Tracker e fitband in affanno di fronte alla corsa degli smartwatch






L’attenzione dei consumatori va sempre più in direzione degli smartwatch, penalizzando tracker e fitband, e chi ancora ci crede

In un mondo wearable dove sembrano esserci soddisfazioni per buona parte dei produttori, in realtà non proprio tutte le proposte se la passano al meglio. Il settore dei fitband, o tracker, segna infatti il passo.

Più di una vera e propria crisi però, è corretto parlare di una sorta di naturale evoluzione. Spesso infatti il tracker rappresenta un primo approccio ai wearable, per chi non è convinto, o semplicemente non può permetterselo, dei più completi smartwatch.

I dati di Canalys riferiti al primo trimestre dell’anno confermano infatti l’eccellente stato di salute degli smartwatch, in crescita del 15% su base annuale e ormai arrivati a coprire il 76,6% dei wearable da polso. Di conseguenza, i modelli più semplici accusano un declino del 37% rispetto ai dodici mesi precedenti.

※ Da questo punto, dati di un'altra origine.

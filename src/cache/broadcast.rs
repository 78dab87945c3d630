use std::{
    panic::{self, AssertUnwindSafe},
    sync::{
        atomic::{AtomicU64, Ordering},
        Arc, Weak,
    },
};

use parking_lot::{Mutex, MutexGuard};

use super::models::ValidatedSnapshot;
use crate::error::Error;

type Callback = Arc<dyn Fn(&ValidatedSnapshot) -> anyhow::Result<()> + Send + Sync>;

#[derive(Default)]
struct Registry {
    next_id: AtomicU64,
    callbacks: Mutex<Vec<(u64, Callback)>>,
}

/// Ordered, synchronous fan-out of validated snapshots.
///
/// A publisher takes the dispatch lock before it locks the state it changes
/// and keeps it until delivery ends, so every subscriber sees snapshots in
/// the order the state changed. Callbacks run after the state lock is
/// released and may read it again.
#[derive(Default)]
pub(crate) struct Subscribers {
    registry: Arc<Registry>,
    dispatch: Mutex<()>,
}

/// Handle returned by `subscribe`.
///
/// Dropping it keeps the subscription alive; call [`Subscription::unsubscribe`].
pub struct Subscription {
    id: u64,
    registry: Weak<Registry>,
}

impl Subscription {
    /// Removes the callback. Later broadcasts no longer reach it.
    pub fn unsubscribe(self) {
        if let Some(registry) = self.registry.upgrade() {
            registry.callbacks.lock().retain(|(id, _)| *id != self.id);
        }
    }
}

impl Subscribers {
    pub fn subscribe<F>(&self, callback: F) -> Subscription
    where
        F: Fn(&ValidatedSnapshot) -> anyhow::Result<()> + Send + Sync + 'static,
    {
        let id = self.registry.next_id.fetch_add(1, Ordering::Relaxed);
        self.registry
            .callbacks
            .lock()
            .push((id, Arc::new(callback)));
        Subscription {
            id,
            registry: Arc::downgrade(&self.registry),
        }
    }

    pub fn is_empty(&self) -> bool {
        self.registry.callbacks.lock().is_empty()
    }

    /// Serializes publishers. Must be taken before the state lock.
    pub fn dispatch(&self) -> MutexGuard<'_, ()> {
        self.dispatch.lock()
    }

    /// Delivers `snapshot` to every subscriber while `_dispatch` is held.
    ///
    /// A failing or panicking subscriber is logged and skipped.
    pub fn broadcast(&self, _dispatch: &MutexGuard<'_, ()>, snapshot: &ValidatedSnapshot) {
        let callbacks: Vec<Callback> = self
            .registry
            .callbacks
            .lock()
            .iter()
            .map(|(_, callback)| Arc::clone(callback))
            .collect();

        for callback in callbacks {
            let outcome = match panic::catch_unwind(AssertUnwindSafe(|| callback(snapshot))) {
                Ok(Ok(())) => continue,
                Ok(Err(e)) => Error::Subscriber(e.to_string()),
                Err(payload) => Error::Subscriber(panic_message(payload.as_ref())),
            };
            #[cfg(feature = "log")]
            log::error!("{}", outcome);
            #[cfg(not(feature = "log"))]
            drop(outcome);
        }
    }
}

fn panic_message(payload: &(dyn std::any::Any + Send)) -> String {
    if let Some(message) = payload.downcast_ref::<&str>() {
        format!("panicked: {}", message)
    } else if let Some(message) = payload.downcast_ref::<String>() {
        format!("panicked: {}", message)
    } else {
        "panicked".to_string()
    }
}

Tempi duri per tracker e fitband

Si parla rispettivamente di vendite pari a 32 milioni di unità contro meno di dieci milioni. Nell’ultima parte del 2019, il picco massimo ormai lontano aveva raggiunto quota 27,9 milioni di prodotti venduti.

In pratica, uno dei fenomeni più interessanti nel mondo wearable osservati da Canalys è proprio la transizione in favore degli smartwatch. Sempre più completi, accattivanti e con una possibilità di scelta, dalle funzioni al prezzo, in grado di soddisfare un pubblico molto vasto, non esitano a oscurare il destino dei fitband.

Una tesi confermata dai diretti interessati. Ad aprile, il 34% degli utenti contattati per un sondaggio ha dichiarato di essere intenzionato a comprare uno smartwatch nuovo nel giro di un anno. Solo il 17% resta interessato invece tracker e fitband.

Notizie non particolarmente incoraggianti soprattutto per nomi come XIaomi e Fitband, ancora molto impegnate nel settore, dove invece gli altri si stanno gradualmente allontanando. D’altra parte, la stessa Fitbit sta seguendo ormai da anni un percorso di evoluzione dei fitband sempre più in direzione di piccoli smartwatch, dove dei modelli originali sono rimasti soprattutto dimensioni e proporzioni, con funzioni invece allo stesso livello dei modelli più sofisticati

Per Apple Watch non fa differenza

Nessuna novità invece sul fronte delle quote di mercato. Anche Canalys conferma la leadership Apple, con un quota del 28,9%, di poco inferiore a quella registrata da Counterpoint la cui analisi è ristretta agli smartwatch. In crescita comunque le vendite, da 7,6 milioni di Watch a 9,2 milioni.

Alle spalle in questo caso resiste Huawei, anche se a notevole distanza. Il 10,6% di quota di mercato è solo di poco superiore al 10,5% raggiunto da Samsung. Più distanti invece Xiaomi con il 5,4%, impegnata in un confronto, solo numerico però, con il 5% ottenuto da Garmin in leggera ritirata.

In sostanza il messaggio appare questo. Prima di acquistare un tracker o iun fitband è il caso di pensarci bene. Ormai praticamente allo stesso prezzo, quasi sicuramente è disponibile un modello di livello superiore, con le funzini e i vantaggi tipici diuno smartwatch. Se anche non lo fosse, è solo questione di tempo. Probabilmente, mesi.